Nell was quiet for a while. I don’t want to say this to him anymore, she thought, because I don’t want to feel it. It hurts too much to feel it. But she said, in a voice that held no strength, “I love you too.”

She hung up the phone. The kitchen was a mess of dirty dishes and pans. She spent the evening sitting on the sofa with the children, watching Thanksgiving specials and cartoons. Finally, they all went to bed.

“You won’t mind if I snore, will you, Medusa,” Nell said to the cat as she crawled back under her covers. She felt so cold that she was wearing socks and a sweater over her robe. The cat looked at her with slanted eyes, indicating neither affection nor dislike, and Nell turned off the light and fell into bland and dreamless, snoring sleep.

Nell slept almost all Saturday and Sunday. The sun came out over the weekend, so the children played outside during the day. They were good, understanding how sick she was, and made their own lunches. At night Nell staggered down the stairs to heat up soup or canned ravioli for them and to clean up the kitchen from the mess they had made at lunch. Her cold was so bad that she could not taste anything, so she ate very little but drank great amounts of juice. By Monday she felt well enough to go to work.

* * *

As she walked the three blocks to the boutique from the subway stop, she noticed how all of Cambridge, just like the rest of the world, was gearing up now for Christmas.
Christmas
. It seemed to Nell the dreariest of all holidays for a single parent, because it was supposed to mean so much. It was so important to be
happy
then, and all the commercials on TV showing beautiful people drinking champagne under the mistletoe only emphasized her own lonely state. She enjoyed playing Santa Claus for the children; she loved their excitement and pleasure at opening presents, at finding what was left under the tree. But with all the childishness left inside her, she always felt so sorry for herself, stuck there among the glitter and wrapping paper with so little given to
her:
books and a small check from her parents, perhaps a consolation present of perfume or fancy chocolates from a thoughtful woman friend, dime-store treasures of heart-shaped soaps from Hannah and Jeremy. Almost always some friend, trying to be kind, gave Nell a fruitcake. Nell hated fruitcake, and the thought that she would go through yet another Christmas with only books, cheap soap, and a
fruitcake
made her want to cry.

If she was still seeing Andy, she thought, he would certainly give her some kind of present. It would be a present just to be with a man she loved at Christmas. But she did not think she would still be seeing him. She was certain that she would break off with him. Yet she thought about him constantly as she worked through the day.

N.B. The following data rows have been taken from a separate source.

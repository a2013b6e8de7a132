use serde::Deserialize;
use std::fs;
use std::path::Path;

/// Conventions enforced across e3k modules. Every value the checks consult
/// lives here so a repository can override it from `module-lint.json`
/// instead of patching the binaries.
#[derive(Debug, Clone)]
pub struct ConventionConfig {
    /// Path-segment prefix that marks a module as belonging to the family.
    pub family_prefix: String,
    /// Field names exempt from the prefix requirement.
    pub allowed_unprefixed: Vec<String>,
    /// Inline marker that exempts a single line from the field-prefix check.
    pub suppression_marker: String,
    /// File name of the module descriptor.
    pub manifest_filename: String,
    /// Required `author` value in module descriptors.
    pub expected_author: String,
    /// Whether a descriptor that cannot be parsed counts as a failure.
    pub fail_on_manifest_parse_error: bool,
    pub pylint: PylintConfig,
}

#[derive(Debug, Clone)]
pub struct PylintConfig {
    /// Highest interpreter major.minor pylint is run under.
    pub max_interpreter: (u32, u32),
    /// Minimum acceptable score for the scored hook variant.
    pub min_score: f64,
    /// Rcfile the hook variant prepends to the pylint command line.
    pub rcfile: String,
}

impl Default for ConventionConfig {
    fn default() -> Self {
        Self {
            family_prefix: "e3k_".to_string(),
            allowed_unprefixed: ["name", "display_name", "create_date", "write_date"]
                .iter()
                .map(|s| s.to_string())
                .collect(),
            suppression_marker: "# no-check".to_string(),
            manifest_filename: "__manifest__.py".to_string(),
            expected_author: "e3k".to_string(),
            fail_on_manifest_parse_error: true,
            pylint: PylintConfig {
                max_interpreter: (3, 11),
                min_score: 7.0,
                rcfile: ".pre-commit-hooks/.pylintrc.ini".to_string(),
            },
        }
    }
}

#[derive(Debug, Default, Deserialize)]
struct ConfigOverride {
    family_prefix: Option<String>,
    allowed_unprefixed: Option<Vec<String>>,
    suppression_marker: Option<String>,
    manifest_filename: Option<String>,
    expected_author: Option<String>,
    fail_on_manifest_parse_error: Option<bool>,
    pylint: Option<PylintOverride>,
}

#[derive(Debug, Default, Deserialize)]
struct PylintOverride {
    max_interpreter: Option<(u32, u32)>,
    min_score: Option<f64>,
    rcfile: Option<String>,
}

impl ConventionConfig {
    /// Defaults merged with `module-lint.json` from the working directory,
    /// when one exists. A malformed override file is reported and ignored.
    pub fn load() -> Self {
        Self::load_from(Path::new("module-lint.json"))
    }

    pub fn load_from(path: &Path) -> Self {
        let mut config = Self::default();
        let content = match fs::read_to_string(path) {
            Ok(c) => c,
            Err(_) => return config,
        };
        match serde_json::from_str::<ConfigOverride>(&content) {
            Ok(over) => config.apply(over),
            Err(e) => {
                eprintln!("[WARNING] ignoring malformed {}: {}", path.display(), e);
            }
        }
        config
    }

    fn apply(&mut self, over: ConfigOverride) {
        if let Some(v) = over.family_prefix {
            self.family_prefix = v;
        }
        if let Some(v) = over.allowed_unprefixed {
            self.allowed_unprefixed = v;
        }
        if let Some(v) = over.suppression_marker {
            self.suppression_marker = v;
        }
        if let Some(v) = over.manifest_filename {
            self.manifest_filename = v;
        }
        if let Some(v) = over.expected_author {
            self.expected_author = v;
        }
        if let Some(v) = over.fail_on_manifest_parse_error {
            self.fail_on_manifest_parse_error = v;
        }
        if let Some(p) = over.pylint {
            if let Some(v) = p.max_interpreter {
                self.pylint.max_interpreter = v;
            }
            if let Some(v) = p.min_score {
                self.pylint.min_score = v;
            }
            if let Some(v) = p.rcfile {
                self.pylint.rcfile = v;
            }
        }
    }

    /// Family label without the trailing separator, for diagnostics
    /// ("e3k_" -> "e3k").
    pub fn family_label(&self) -> &str {
        self.family_prefix.trim_end_matches('_')
    }

    pub fn is_allowed_unprefixed(&self, field_name: &str) -> bool {
        self.allowed_unprefixed.iter().any(|f| f == field_name)
    }
}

And that night, after the children were in bed, when she finally crawled into her own bed, exhausted from work and the bleakness of November and decongestant, Andy called.

“How are you feeling?” he asked.

“Better,” Nell said. “A lot better, I guess. But tired.”

“Too tired to talk?”

“No, I guess not. Although I’m probably not going to be Miss Merry Sunshine,” Nell said.

“Look,” Andy said. “Nell, you really left me hanging, just leaving me that way. You—”

“Andy,” Nell interrupted, “I feel like you are
always
leaving me hanging.”

“I am? How?” Andy asked. He sounded genuinely puzzled. “I don’t mean to,” he went on. “I always tell you I love you. I call you a lot. What more would you like for me to do?”

Oh shit, Nell thought, this is so demeaning. “Andy,” she said. “Oh, Andy.” She was silent for a moment. Then she swallowed her pride. “Andy, I guess it’s that you and I mean different things when we say we love each other. I haven’t said ‘I love you’ to anyone except the children for years. It means so much to me. Part of what it means is—is that I want to live my life with you. I want to plan a future with you. I want to know what’s going to happen between us. If I didn’t love you, I could just go on day by day, without a commitment. But because I do love you—”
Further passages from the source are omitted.